Work order:
Below are the records. Retype exactly the lines between the lines holding "trees are never" and "plain form of a", inclusive.

==== Data shown

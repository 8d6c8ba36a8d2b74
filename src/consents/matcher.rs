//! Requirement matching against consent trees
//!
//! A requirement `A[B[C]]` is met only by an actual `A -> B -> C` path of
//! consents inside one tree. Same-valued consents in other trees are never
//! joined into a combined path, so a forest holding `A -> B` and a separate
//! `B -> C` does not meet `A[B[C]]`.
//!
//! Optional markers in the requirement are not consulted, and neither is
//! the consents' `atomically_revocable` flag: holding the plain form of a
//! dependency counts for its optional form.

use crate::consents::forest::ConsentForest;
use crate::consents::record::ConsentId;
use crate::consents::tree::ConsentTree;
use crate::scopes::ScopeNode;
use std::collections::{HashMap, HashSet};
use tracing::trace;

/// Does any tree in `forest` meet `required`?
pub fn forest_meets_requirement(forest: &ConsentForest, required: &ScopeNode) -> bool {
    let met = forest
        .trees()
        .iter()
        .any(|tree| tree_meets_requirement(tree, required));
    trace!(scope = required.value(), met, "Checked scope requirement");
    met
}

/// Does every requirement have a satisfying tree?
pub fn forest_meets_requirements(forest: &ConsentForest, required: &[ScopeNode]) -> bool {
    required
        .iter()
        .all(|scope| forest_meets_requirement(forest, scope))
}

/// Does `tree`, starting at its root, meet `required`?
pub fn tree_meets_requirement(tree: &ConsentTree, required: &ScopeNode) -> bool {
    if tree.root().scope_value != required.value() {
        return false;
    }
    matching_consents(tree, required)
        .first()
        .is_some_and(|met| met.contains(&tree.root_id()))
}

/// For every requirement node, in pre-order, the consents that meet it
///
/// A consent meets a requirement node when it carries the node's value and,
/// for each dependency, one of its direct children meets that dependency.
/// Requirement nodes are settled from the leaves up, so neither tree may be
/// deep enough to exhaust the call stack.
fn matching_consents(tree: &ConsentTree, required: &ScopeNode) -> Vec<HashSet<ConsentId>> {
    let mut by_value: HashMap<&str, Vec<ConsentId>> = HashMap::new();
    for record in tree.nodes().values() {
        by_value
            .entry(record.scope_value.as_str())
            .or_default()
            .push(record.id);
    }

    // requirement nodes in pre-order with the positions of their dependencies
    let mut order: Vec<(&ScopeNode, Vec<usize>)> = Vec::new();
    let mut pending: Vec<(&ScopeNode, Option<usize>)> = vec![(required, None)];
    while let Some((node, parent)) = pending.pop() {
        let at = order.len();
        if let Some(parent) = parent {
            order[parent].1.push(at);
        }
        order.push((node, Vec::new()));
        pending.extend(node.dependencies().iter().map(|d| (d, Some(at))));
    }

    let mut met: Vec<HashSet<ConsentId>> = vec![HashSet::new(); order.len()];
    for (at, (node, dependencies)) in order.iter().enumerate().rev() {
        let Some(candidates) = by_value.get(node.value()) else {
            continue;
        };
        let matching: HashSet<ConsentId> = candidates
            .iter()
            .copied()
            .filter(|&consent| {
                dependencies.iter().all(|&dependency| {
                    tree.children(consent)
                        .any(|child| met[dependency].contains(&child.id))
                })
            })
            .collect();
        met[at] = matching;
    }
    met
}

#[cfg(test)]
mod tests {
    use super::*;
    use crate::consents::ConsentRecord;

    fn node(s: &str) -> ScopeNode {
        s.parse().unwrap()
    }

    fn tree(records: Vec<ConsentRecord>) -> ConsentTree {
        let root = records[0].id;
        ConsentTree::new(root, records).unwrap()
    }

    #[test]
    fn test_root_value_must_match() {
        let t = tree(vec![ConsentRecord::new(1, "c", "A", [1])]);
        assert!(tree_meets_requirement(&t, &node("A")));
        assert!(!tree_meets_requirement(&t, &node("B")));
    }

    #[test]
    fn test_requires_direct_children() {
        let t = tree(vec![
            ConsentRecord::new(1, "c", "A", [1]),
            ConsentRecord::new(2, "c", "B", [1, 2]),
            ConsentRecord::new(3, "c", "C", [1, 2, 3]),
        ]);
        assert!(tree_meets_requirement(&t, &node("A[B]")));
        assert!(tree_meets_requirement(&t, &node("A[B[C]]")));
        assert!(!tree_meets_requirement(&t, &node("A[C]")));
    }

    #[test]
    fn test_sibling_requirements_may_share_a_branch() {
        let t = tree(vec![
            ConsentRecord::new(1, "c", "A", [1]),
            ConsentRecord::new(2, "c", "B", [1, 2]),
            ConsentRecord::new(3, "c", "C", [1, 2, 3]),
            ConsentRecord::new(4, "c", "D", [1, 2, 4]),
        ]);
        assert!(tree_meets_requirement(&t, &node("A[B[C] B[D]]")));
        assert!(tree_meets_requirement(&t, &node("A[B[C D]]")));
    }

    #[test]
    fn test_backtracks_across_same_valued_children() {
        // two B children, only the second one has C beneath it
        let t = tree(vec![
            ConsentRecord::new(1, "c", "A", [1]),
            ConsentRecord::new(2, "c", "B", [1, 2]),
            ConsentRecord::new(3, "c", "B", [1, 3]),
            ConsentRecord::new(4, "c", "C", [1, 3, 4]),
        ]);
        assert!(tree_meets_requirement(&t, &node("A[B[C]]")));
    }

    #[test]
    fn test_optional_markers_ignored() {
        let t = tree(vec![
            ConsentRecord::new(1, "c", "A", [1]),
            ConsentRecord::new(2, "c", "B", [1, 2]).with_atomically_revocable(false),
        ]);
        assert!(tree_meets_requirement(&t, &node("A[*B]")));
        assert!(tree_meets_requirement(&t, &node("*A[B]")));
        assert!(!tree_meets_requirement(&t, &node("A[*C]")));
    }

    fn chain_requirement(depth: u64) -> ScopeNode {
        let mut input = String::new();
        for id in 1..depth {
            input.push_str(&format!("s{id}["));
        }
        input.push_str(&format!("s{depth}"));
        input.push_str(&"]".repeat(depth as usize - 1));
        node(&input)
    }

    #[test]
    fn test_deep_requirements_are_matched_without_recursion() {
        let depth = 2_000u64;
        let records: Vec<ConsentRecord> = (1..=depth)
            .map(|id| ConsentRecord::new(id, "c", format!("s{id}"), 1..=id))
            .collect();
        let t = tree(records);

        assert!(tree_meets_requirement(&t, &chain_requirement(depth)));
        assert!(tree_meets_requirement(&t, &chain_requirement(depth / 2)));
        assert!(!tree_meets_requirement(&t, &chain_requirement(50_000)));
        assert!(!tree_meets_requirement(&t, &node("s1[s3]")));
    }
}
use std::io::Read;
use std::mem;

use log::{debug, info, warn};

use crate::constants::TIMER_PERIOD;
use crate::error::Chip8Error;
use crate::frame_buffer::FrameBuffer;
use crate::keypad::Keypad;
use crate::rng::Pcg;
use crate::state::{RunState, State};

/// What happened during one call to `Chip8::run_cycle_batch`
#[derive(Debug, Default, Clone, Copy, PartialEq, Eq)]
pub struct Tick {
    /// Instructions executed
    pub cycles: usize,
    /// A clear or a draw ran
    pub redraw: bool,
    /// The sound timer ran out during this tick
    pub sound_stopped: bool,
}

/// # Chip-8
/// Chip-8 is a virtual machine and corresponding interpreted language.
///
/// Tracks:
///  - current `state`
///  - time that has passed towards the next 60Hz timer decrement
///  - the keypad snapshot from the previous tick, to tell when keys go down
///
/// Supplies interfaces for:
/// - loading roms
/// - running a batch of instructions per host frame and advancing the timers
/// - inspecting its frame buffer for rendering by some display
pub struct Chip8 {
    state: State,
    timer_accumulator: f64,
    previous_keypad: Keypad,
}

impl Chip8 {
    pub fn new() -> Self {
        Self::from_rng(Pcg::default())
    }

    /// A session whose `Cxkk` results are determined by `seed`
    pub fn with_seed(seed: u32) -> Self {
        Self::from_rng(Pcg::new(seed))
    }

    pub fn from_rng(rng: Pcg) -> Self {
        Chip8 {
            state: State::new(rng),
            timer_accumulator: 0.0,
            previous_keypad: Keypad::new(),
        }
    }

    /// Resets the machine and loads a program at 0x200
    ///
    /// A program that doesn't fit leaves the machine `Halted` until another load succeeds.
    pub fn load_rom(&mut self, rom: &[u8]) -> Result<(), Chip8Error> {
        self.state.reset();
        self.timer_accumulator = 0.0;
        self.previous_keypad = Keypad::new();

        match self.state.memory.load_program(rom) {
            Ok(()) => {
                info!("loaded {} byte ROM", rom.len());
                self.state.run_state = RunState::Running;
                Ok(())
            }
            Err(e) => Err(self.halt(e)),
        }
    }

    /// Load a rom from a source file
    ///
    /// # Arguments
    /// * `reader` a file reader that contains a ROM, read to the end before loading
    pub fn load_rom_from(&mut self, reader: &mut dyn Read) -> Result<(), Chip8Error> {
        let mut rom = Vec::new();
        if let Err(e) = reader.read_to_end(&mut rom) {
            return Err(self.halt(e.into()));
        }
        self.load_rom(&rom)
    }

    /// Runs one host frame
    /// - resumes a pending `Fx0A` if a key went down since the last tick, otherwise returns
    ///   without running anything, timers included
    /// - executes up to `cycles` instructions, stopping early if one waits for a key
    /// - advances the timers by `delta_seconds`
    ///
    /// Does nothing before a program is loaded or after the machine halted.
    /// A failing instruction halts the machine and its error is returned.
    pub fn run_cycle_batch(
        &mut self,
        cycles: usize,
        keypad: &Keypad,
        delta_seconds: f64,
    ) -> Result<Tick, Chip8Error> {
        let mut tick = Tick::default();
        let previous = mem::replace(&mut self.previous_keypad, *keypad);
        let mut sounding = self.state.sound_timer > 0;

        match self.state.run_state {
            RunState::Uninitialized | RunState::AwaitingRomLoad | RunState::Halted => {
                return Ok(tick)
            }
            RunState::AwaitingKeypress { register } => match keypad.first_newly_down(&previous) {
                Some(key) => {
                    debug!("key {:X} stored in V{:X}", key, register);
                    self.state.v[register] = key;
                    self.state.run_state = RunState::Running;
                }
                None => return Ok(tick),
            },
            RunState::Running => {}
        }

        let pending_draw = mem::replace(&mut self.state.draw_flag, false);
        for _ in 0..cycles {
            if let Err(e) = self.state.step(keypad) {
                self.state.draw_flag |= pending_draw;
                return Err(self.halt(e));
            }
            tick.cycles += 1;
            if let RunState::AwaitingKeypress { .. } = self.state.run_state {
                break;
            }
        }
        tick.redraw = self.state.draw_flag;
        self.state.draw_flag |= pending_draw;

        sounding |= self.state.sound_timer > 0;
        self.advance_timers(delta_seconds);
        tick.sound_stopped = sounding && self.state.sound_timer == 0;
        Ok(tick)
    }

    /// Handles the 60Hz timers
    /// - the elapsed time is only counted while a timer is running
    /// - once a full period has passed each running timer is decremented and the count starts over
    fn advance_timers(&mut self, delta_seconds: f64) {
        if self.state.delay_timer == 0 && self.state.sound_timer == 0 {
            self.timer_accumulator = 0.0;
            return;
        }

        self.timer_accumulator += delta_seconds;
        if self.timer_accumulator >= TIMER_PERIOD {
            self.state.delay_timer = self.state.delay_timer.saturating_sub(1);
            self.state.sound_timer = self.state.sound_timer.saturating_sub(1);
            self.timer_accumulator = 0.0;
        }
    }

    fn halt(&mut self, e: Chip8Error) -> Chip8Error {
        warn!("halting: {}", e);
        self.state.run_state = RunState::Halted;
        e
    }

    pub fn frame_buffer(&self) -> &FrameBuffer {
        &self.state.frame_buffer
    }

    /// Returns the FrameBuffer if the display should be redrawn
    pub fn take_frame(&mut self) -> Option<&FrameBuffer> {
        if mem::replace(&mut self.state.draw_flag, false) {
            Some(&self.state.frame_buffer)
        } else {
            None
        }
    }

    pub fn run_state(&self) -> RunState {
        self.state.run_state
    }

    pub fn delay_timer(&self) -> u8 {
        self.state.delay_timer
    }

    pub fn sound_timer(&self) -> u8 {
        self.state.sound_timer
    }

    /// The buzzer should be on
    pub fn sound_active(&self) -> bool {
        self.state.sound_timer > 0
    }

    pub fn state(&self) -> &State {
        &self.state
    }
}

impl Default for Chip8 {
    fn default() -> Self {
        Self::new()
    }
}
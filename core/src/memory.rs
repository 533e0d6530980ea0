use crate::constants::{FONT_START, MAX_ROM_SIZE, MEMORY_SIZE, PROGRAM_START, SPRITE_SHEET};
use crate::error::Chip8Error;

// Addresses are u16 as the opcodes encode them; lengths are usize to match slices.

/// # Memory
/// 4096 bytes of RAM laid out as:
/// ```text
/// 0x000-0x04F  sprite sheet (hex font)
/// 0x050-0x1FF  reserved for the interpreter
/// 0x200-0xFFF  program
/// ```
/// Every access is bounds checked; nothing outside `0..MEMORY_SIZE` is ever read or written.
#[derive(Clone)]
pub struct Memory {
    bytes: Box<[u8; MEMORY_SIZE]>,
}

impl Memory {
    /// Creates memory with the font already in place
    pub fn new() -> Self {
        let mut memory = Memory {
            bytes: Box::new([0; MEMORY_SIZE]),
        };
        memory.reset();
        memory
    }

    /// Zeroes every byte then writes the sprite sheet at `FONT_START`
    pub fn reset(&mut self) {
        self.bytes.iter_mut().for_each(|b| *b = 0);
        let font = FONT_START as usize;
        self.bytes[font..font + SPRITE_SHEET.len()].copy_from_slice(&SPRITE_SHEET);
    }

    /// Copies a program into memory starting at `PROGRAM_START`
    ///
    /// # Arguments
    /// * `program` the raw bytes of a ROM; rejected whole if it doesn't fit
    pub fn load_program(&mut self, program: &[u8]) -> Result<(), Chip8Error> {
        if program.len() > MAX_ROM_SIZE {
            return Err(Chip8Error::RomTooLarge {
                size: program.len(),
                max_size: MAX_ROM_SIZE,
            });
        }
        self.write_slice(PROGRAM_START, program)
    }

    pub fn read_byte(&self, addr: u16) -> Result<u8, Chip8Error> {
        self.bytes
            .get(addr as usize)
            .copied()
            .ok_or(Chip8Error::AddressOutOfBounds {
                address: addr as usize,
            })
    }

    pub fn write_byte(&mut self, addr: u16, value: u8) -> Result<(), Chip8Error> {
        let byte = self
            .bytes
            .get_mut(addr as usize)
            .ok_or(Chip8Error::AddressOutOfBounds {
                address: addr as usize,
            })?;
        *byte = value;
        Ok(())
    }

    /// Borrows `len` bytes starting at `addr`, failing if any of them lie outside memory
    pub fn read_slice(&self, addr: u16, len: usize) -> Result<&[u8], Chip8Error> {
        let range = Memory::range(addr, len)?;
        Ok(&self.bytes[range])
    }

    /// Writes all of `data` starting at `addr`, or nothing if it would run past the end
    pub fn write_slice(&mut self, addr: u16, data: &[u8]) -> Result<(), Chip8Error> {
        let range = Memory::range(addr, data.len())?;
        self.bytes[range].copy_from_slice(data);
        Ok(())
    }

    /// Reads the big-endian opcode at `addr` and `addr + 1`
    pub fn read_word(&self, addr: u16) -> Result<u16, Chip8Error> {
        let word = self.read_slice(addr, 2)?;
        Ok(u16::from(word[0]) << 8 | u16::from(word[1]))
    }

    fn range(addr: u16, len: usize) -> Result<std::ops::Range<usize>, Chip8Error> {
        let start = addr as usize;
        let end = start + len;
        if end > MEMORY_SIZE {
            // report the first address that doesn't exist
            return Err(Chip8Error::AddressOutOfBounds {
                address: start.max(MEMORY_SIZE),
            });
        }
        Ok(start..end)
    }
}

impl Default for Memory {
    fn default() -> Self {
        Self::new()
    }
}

========

Answer to the problem:
//! consents inside one tree. Same-valued consents in other trees are never
//! joined into a combined path, so a forest holding `A -> B` and a separate
//! `B -> C` does not meet `A[B[C]]`.
//!
//! Optional markers in the requirement are not consulted, and neither is
//! the consents' `atomically_revocable` flag: holding the plain form of a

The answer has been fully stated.